Saturday, July 1, 2006
Dias et al., "Distributed Cognition at Work"
Dias, Patrick, Aviva Freedman, Peter Medway, and Anthony Pare. "Distributed Cognition at Work." Cushman, Kintgen, Kroll, and Rose 199-208.
Dias et al. (reprinted here from Worlds Apart) briefly introduce the concept of distributed cognition, which recognizes "that 'people appear to think in conjunction or partnership with others and with the help of culturally provided tools and implements'" (199). The authors lead with a comparison of Hutchins' research on the complexly coordinated efforts involved in navigating a ship; Dias et al. compare ship navigation to the work of managing economic policy done by the Bank of Canada (BOC). A brief few pages of theorization (drawing on Lave, Hutchings and Engestrom) sets up a protracted analysis of the activities at the BOC. Unlike the ship, however, which is eased by routines, the cognitive load for workers at the BOC requires "extended pieces of reasoning" (201d). Their research focuses on genre, which seem to align with Miller's "social action" model: "It is through complex webs of discursive interactions and, in particular, genres that the cognition of the BOC is accomplished distributively" (202).

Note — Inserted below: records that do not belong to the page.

#[cfg(test)]
mod tests {
    use super::*;
    use std::cell::{Cell, RefCell};
    use std::path::Path;

    use chrono::NaiveDate;
    use tempfile::tempdir;

    use crate::audit::NullAuditSink;
    use crate::domain::{DatePolicy, IdOrder, RawRecord};
    use crate::error::ErrorKind;
    use crate::render::RenderError;

    struct VecSource(Vec<RawRecord>);

    impl RecordSource for VecSource {
        fn fetch(&self) -> Result<Vec<RawRecord>, AppError> {
            Ok(self.0.clone())
        }

        fn describe(&self) -> String {
            "memory".to_string()
        }
    }

    #[derive(Default)]
    struct RecordingSink(RefCell<Vec<AuditRow>>);

    impl AuditSink for RecordingSink {
        fn append(&self, row: &AuditRow) {
            self.0.borrow_mut().push(row.clone());
        }
    }

    fn job(id: &str, date: &str, name: &str, job: &str, row: usize) -> RawRecord {
        RawRecord::from_pairs(
            [("ID", id), ("Date", date), ("Name", name), ("Job Number", job)],
            row,
        )
    }

    fn config(root: &Path) -> RunConfig {
        RunConfig {
            output_dir: root.join("out"),
            state_dir: root.join("state"),
            extension: "txt".to_string(),
            policy: DatePolicy::Deterministic,
            heuristic_cutoff_tiebreak: false,
            window_days: 0,
            last_n: None,
            prune_keep: None,
            mode: WriteMode::SkipIfExists,
            id_order: IdOrder::Numeric,
            use_watermark: true,
            stale_lock_after: None,
        }
    }

    fn now() -> NaiveDateTime {
        NaiveDate::from_ymd_opt(2026, 1, 10)
            .unwrap()
            .and_hms_opt(12, 0, 0)
            .unwrap()
    }

    fn name_renderer(ctx: &RenderContext<'_>) -> Result<Vec<u8>, RenderError> {
        Ok(format!("{} {}", ctx.record.name, ctx.date_token).into_bytes())
    }

    struct FailingSource;

    impl RecordSource for FailingSource {
        fn fetch(&self) -> Result<Vec<RawRecord>, AppError> {
            Err(AppError::fetch("endpoint returned 503"))
        }

        fn describe(&self) -> String {
            "unreachable".to_string()
        }
    }

    fn run(
        config: &RunConfig,
        source: &dyn RecordSource,
        renderer: &dyn Renderer,
        audit: &dyn AuditSink,
    ) -> Result<RunSummary, AppError> {
        let fields = FieldMap::default();
        let collab = Collaborators {
            source,
            fields: &fields,
            renderer,
            audit,
        };
        run_cycle_at(config, &collab, now())
    }

    #[test]
    fn scenario_record_lands_at_day_month_year_path() {
        let dir = tempdir().expect("tempdir");
        let cfg = config(dir.path());
        let source = VecSource(vec![RawRecord::from_pairs(
            [("Date", "5/1/26"), ("Name", "J Smith"), ("Job Number", "42")],
            1,
        )]);

        let summary = run(&cfg, &source, &name_renderer, &NullAuditSink).expect("cycle");
        assert_eq!(summary.generated, 1);
        let path = cfg.output_dir.join("5-1-2026-J_Smith-42.txt");
        assert_eq!(std::fs::read_to_string(&path).expect("artifact"), "J Smith 5-1-2026");
        // No identifier column: the row number stands in.
        assert_eq!(summary.watermark.as_deref(), Some("1"));
        assert!(!GenerationLock::marker_path(&cfg.output_dir).exists());
    }

    #[test]
    fn second_cycle_skips_processed_records() {
        let dir = tempdir().expect("tempdir");
        let cfg = config(dir.path());
        let source = VecSource(vec![job("1", "5/1/26", "J Smith", "42", 1)]);

        run(&cfg, &source, &name_renderer, &NullAuditSink).expect("first");
        let again = run(&cfg, &source, &name_renderer, &NullAuditSink).expect("second");
        assert_eq!(again.already_processed, 1);
        assert_eq!(again.generated, 0);

        // Without the watermark the existing file is still not rewritten.
        let cfg = RunConfig {
            use_watermark: false,
            ..cfg
        };
        let third = run(&cfg, &source, &name_renderer, &NullAuditSink).expect("third");
        assert_eq!(third.skipped, 1);
        assert_eq!(third.generated, 0);
    }

    #[test]
    fn force_overwrite_rewrites_existing_artifacts() {
        let dir = tempdir().expect("tempdir");
        let cfg = RunConfig {
            mode: WriteMode::ForceOverwrite,
            use_watermark: false,
            ..config(dir.path())
        };
        let source = VecSource(vec![job("1", "5/1/26", "J Smith", "42", 1)]);

        run(&cfg, &source, &name_renderer, &NullAuditSink).expect("first");
        let again = run(&cfg, &source, &name_renderer, &NullAuditSink).expect("second");
        assert_eq!(again.generated, 1);
        assert_eq!(again.skipped, 0);
    }

    #[test]
    fn failed_record_is_retried_next_cycle() {
        let dir = tempdir().expect("tempdir");
        let cfg = config(dir.path());
        let source = VecSource(vec![
            job("1", "5/1/26", "A", "1", 1),
            job("2", "6/1/26", "B", "2", 2),
            job("3", "7/1/26", "C", "3", 3),
        ]);

        let failing = |ctx: &RenderContext<'_>| {
            if ctx.record.id == "2" {
                Err(RenderError("template exploded".to_string()))
            } else {
                name_renderer(ctx)
            }
        };
        let first = run(&cfg, &source, &failing, &NullAuditSink).expect("first");
        assert_eq!((first.generated, first.failed), (2, 1));
        assert_eq!(first.watermark.as_deref(), Some("1"));

        let second = run(&cfg, &source, &name_renderer, &NullAuditSink).expect("second");
        assert_eq!(second.already_processed, 1);
        assert_eq!((second.generated, second.skipped, second.failed), (1, 1, 0));
        assert_eq!(second.watermark.as_deref(), Some("3"));
    }

    #[test]
    fn failure_below_an_earlier_success_is_retried() {
        let dir = tempdir().expect("tempdir");
        let cfg = config(dir.path());
        let source = VecSource(vec![
            job("12", "6/1/26", "B", "12", 1),
            job("11", "5/1/26", "A", "11", 2),
        ]);

        let failing = |ctx: &RenderContext<'_>| {
            if ctx.record.id == "11" {
                Err(RenderError("template exploded".to_string()))
            } else {
                name_renderer(ctx)
            }
        };
        let first = run(&cfg, &source, &failing, &NullAuditSink).expect("first");
        assert_eq!((first.generated, first.failed), (1, 1));
        assert_eq!(first.watermark, None);

        let second = run(&cfg, &source, &name_renderer, &NullAuditSink).expect("second");
        assert_eq!((second.generated, second.skipped, second.failed), (1, 1, 0));
        assert!(cfg.output_dir.join("5-1-2026-A-11.txt").exists());
        assert_eq!(second.watermark.as_deref(), Some("12"));
    }

    #[test]
    fn fetch_failure_releases_the_lock() {
        let dir = tempdir().expect("tempdir");
        let cfg = config(dir.path());

        let err = run(&cfg, &FailingSource, &name_renderer, &NullAuditSink).expect_err("fetch");
        assert_eq!(err.kind(), ErrorKind::SourceFetch);
        assert!(!GenerationLock::marker_path(&cfg.output_dir).exists());

        // The next cycle can take the lock again.
        let source = VecSource(vec![job("1", "5/1/26", "J Smith", "42", 1)]);
        run(&cfg, &source, &name_renderer, &NullAuditSink).expect("next cycle");
    }

    #[test]
    fn malformed_token_aborts_the_batch_before_any_write() {
        let dir = tempdir().expect("tempdir");
        let cfg = config(dir.path());
        // A three-digit ISO year yields `5-1-999`, which fails the D-M-YYYY check.
        let source = VecSource(vec![
            job("1", "5/1/26", "J Smith", "42", 1),
            job("2", "0999-01-05", "A Typo", "43", 2),
        ]);

        let err = run(&cfg, &source, &name_renderer, &NullAuditSink).expect_err("integrity");
        assert_eq!(err.kind(), ErrorKind::FilenameIntegrity);
        assert!(!cfg.output_dir.join("5-1-2026-J_Smith-42.txt").exists());
        assert!(!cfg.state_dir.exists());
        assert!(!GenerationLock::marker_path(&cfg.output_dir).exists());
    }

    #[test]
    fn impossible_date_is_excluded_or_gets_sentinel_token() {
        let dir = tempdir().expect("tempdir");
        let source = VecSource(vec![job("1", "31/04/2025", "J Smith", "42", 1)]);

        let windowed = RunConfig {
            window_days: 30,
            ..config(dir.path())
        };
        let summary = run(&windowed, &source, &name_renderer, &NullAuditSink).expect("windowed");
        assert_eq!(summary.unresolved_dates, 1);
        assert_eq!(summary.generated, 0);
        assert_eq!(summary.unresolved_samples, vec!["31/04/2025".to_string()]);

        let open = config(dir.path());
        let summary = run(&open, &source, &name_renderer, &NullAuditSink).expect("open");
        assert_eq!(summary.generated, 1);
        assert!(open.output_dir.join("0-0-0000-J_Smith-42.txt").exists());
    }

    #[test]
    fn window_and_cap_keep_recent_records_in_order() {
        let dir = tempdir().expect("tempdir");
        let cfg = RunConfig {
            window_days: 7,
            last_n: Some(1),
            ..config(dir.path())
        };
        let source = VecSource(vec![
            job("1", "1/12/25", "Old", "1", 1),
            job("2", "5/1/26", "A", "2", 2),
            job("3", "8/1/26", "B", "3", 3),
        ]);

        let summary = run(&cfg, &source, &name_renderer, &NullAuditSink).expect("cycle");
        assert_eq!(summary.outside_window, 1);
        assert_eq!(summary.capped, 1);
        assert_eq!(summary.generated, 1);
        assert!(cfg.output_dir.join("8-1-2026-B-3.txt").exists());
    }

    #[test]
    fn held_lock_aborts_without_side_effects() {
        let dir = tempdir().expect("tempdir");
        let cfg = config(dir.path());
        std::fs::create_dir_all(&cfg.output_dir).expect("mkdir");
        std::fs::write(GenerationLock::marker_path(&cfg.output_dir), "{}").expect("marker");

        let rendered = Cell::new(false);
        let renderer = |ctx: &RenderContext<'_>| {
            rendered.set(true);
            name_renderer(ctx)
        };
        let source = VecSource(vec![job("1", "5/1/26", "J Smith", "42", 1)]);
        let err = run(&cfg, &source, &renderer, &NullAuditSink).expect_err("lock held");
        assert_eq!(err.kind(), ErrorKind::LockContention);
        assert!(!rendered.get());
        assert!(!cfg.output_dir.join("5-1-2026-J_Smith-42.txt").exists());
        assert!(!cfg.state_dir.exists());
    }

    #[test]
    fn dry_run_touches_nothing() {
        let dir = tempdir().expect("tempdir");
        let cfg = RunConfig {
            mode: WriteMode::DryRun,
            prune_keep: Some(0),
            ..config(dir.path())
        };
        let sink = RecordingSink::default();
        let source = VecSource(vec![job("1", "5/1/26", "J Smith", "42", 1)]);

        let summary = run(&cfg, &source, &name_renderer, &sink).expect("dry run");
        assert!(summary.dry_run);
        assert_eq!(summary.generated, 1);
        assert!(!cfg.output_dir.exists());
        assert!(!cfg.state_dir.exists());
        assert!(sink.0.borrow().is_empty());
    }

    #[test]
    fn audit_rows_only_for_new_artifacts() {
        let dir = tempdir().expect("tempdir");
        let cfg = RunConfig {
            use_watermark: false,
            ..config(dir.path())
        };
        let sink = RecordingSink::default();
        let source = VecSource(vec![job("1", "5/1/26", "J Smith", "42", 1)]);

        run(&cfg, &source, &name_renderer, &sink).expect("first");
        run(&cfg, &source, &name_renderer, &sink).expect("second");
        let rows = sink.0.borrow();
        assert_eq!(rows.len(), 1);
        assert_eq!(rows[0].date, "2026-01-05");
    }

    #[test]
    fn prune_trims_output_to_retain_count() {
        let dir = tempdir().expect("tempdir");
        let cfg = RunConfig {
            prune_keep: Some(1),
            ..config(dir.path())
        };
        let source = VecSource(vec![
            job("1", "5/1/26", "A", "1", 1),
            job("2", "6/1/26", "B", "2", 2),
            job("3", "7/1/26", "C", "3", 3),
        ]);

        let summary = run(&cfg, &source, &name_renderer, &NullAuditSink).expect("cycle");
        assert_eq!(summary.generated, 3);
        assert_eq!(summary.pruned, 2);
        let left = std::fs::read_dir(&cfg.output_dir)
            .expect("read_dir")
            .flatten()
            .filter(|e| e.path().extension().is_some_and(|x| x == "txt"))
            .count();
        assert_eq!(left, 1);
    }
}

"Hutchings points out that the maps used in navigation look more like coordinate charts in geometry rather than like amps in an atlas; this is true as well of the mathematical models and graphs guiding the progress of the BOC" (200). This gets at the role of images, of maps, and the distinction between geometries and geographies (like Moretti).
^See "thought styles": "the recurrence of certain lexical phrases (which represent categories of experience) and argumentative warrants" (203c). The idea of recurrent and shared categories of experience rings of folksonomy somewhat. Folksonomy, in this arrangement, becomes a feature of the organization and its genre-based activities, which include introducing "alternative scenarios" (203c) and "decision making" (204b).
"It is a commonplace at the BOC that what is expected in writing (and in oral
presentations based on written analysis) is more than elevator economics: that
is, this went up and this went down. There must always be interpretation,
analysis, comparison with forecasts, and possibly suggestions for revision to
these forecasts" (206d).
"All in all, then, the BOC thinks and distributes its cognition through sets of
genres, each with its expected form" (207c).
"Of particular interest to our work is the role of verbal discourse in the
distribution of cognition--especially in the form of sets of interweaving genres
that are not just the media and shaping agents for the interpretation but also
the sites for both social sharing and communal creation as well as the sites for
identifying and negotiating internal contradictions" (208d).
- Related sources
- Cole and Engestrom. 1993. "A Socio-cultural approach to distributed cognition. In G. Solomon (Ed.), Distributed Cognitions (1-46). Cambridge: Cambridge UP.
- Hutchings, Edward. 1993. "Learning to Navigate." In S. Chaiklin and J. Lave (Eds.), Understanding Practice: Perspectives on Activity and Context (pp. 35-63). Cambridge: Cambridge UP.
- Latour, Bruno and Woolgar, S. 1986. Laboratory Life: The Social Construction of Scientific Facts. 2nd Ed. Beverly Hills, CA: Sage.